**Work item:** Print exactly those lines that run from the beginning of the data to the line bearing "mod unique_operation_names;", inclusive.

----- Data excerpts

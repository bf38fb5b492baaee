mod object_type_builder_tests;
mod type_annotation_tests;
mod union_type_builder_tests;
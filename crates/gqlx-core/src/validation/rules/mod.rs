mod known_fragment_names;
mod lone_anonymous_operation;
mod unique_fragment_names;
mod unique_operation_names;

pub use known_fragment_names::KnownFragmentNames;
pub use lone_anonymous_operation::LoneAnonymousOperation;
pub use unique_fragment_names::UniqueFragmentNames;
pub use unique_operation_names::UniqueOperationNames;
/// Where a directive may be applied.
///
/// https://spec.graphql.org/October2021/#DirectiveLocations
#[derive(Clone, Copy, Debug, Eq, Hash, PartialEq)]
pub enum DirectiveLocation {
    // Executable locations
    Query,
    Mutation,
    Subscription,
    Field,
    FragmentDefinition,
    FragmentSpread,
    InlineFragment,
    VariableDefinition,

    // Type-system locations
    Schema,
    Scalar,
    Object,
    FieldDefinition,
    ArgumentDefinition,
    Interface,
    Union,
    Enum,
    EnumValue,
    InputObject,
    InputFieldDefinition,
}
impl DirectiveLocation {
    pub const ALL: [DirectiveLocation; 19] = [
        Self::Query,
        Self::Mutation,
        Self::Subscription,
        Self::Field,
        Self::FragmentDefinition,
        Self::FragmentSpread,
        Self::InlineFragment,
        Self::VariableDefinition,
        Self::Schema,
        Self::Scalar,
        Self::Object,
        Self::FieldDefinition,
        Self::ArgumentDefinition,
        Self::Interface,
        Self::Union,
        Self::Enum,
        Self::EnumValue,
        Self::InputObject,
        Self::InputFieldDefinition,
    ];

    /// The `__DirectiveLocation` value name.
    pub fn as_str(&self) -> &'static str {
        match self {
            Self::Query => "QUERY",
            Self::Mutation => "MUTATION",
            Self::Subscription => "SUBSCRIPTION",
            Self::Field => "FIELD",
            Self::FragmentDefinition => "FRAGMENT_DEFINITION",
            Self::FragmentSpread => "FRAGMENT_SPREAD",
            Self::InlineFragment => "INLINE_FRAGMENT",
            Self::VariableDefinition => "VARIABLE_DEFINITION",
            Self::Schema => "SCHEMA",
            Self::Scalar => "SCALAR",
            Self::Object => "OBJECT",
            Self::FieldDefinition => "FIELD_DEFINITION",
            Self::ArgumentDefinition => "ARGUMENT_DEFINITION",
            Self::Interface => "INTERFACE",
            Self::Union => "UNION",
            Self::Enum => "ENUM",
            Self::EnumValue => "ENUM_VALUE",
            Self::InputObject => "INPUT_OBJECT",
            Self::InputFieldDefinition => "INPUT_FIELD_DEFINITION",
        }
    }

    pub fn is_executable(&self) -> bool {
        matches!(
            self,
            Self::Query
                | Self::Mutation
                | Self::Subscription
                | Self::Field
                | Self::FragmentDefinition
                | Self::FragmentSpread
                | Self::InlineFragment
                | Self::VariableDefinition
        )
    }
}
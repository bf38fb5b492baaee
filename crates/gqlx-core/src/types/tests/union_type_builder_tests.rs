use crate::types::TypeBuildError;
use crate::types::UnionType;
use pretty_assertions::assert_eq;

/// Verifies that members keep declaration order and that `resolve_type`
/// is optional.
#[test]
fn members_in_order() -> Result<(), TypeBuildError> {
    let search = UnionType::builder("SearchResult")
        .description("Anything a search can find")
        .member("User")
        .member("Post")
        .build()?;
    assert_eq!(search.member_names(), vec!["User", "Post"]);
    assert_eq!(search.description(), Some("Anything a search can find"));
    assert!(!search.has_resolve_type());

    let resolved = UnionType::builder("SearchResult")
        .member("User")
        .resolve_type(|_value, _info| Some("User".to_string()))
        .build()?;
    assert!(resolved.has_resolve_type());
    Ok(())
}

/// Verifies that a member listed twice is rejected.
#[test]
fn duplicate_member() {
    assert_eq!(
        UnionType::builder("SearchResult")
            .member("User")
            .member("User")
            .build()
            .err()
            .map(|e| e.to_string()),
        Some("The `SearchResult` union specifies `User` as a member more than once".to_string()),
    );
}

----------

**Completed exercise:**
repository bf38fb5b492baaee
mod object_type_builder_tests;
mod type_annotation_tests;
mod union_type_builder_tests;
filename crates/gqlx-core/src/validation/rules/mod.rs
mod known_fragment_names;
mod lone_anonymous_operation;
mod unique_fragment_names;
mod unique_operation_names;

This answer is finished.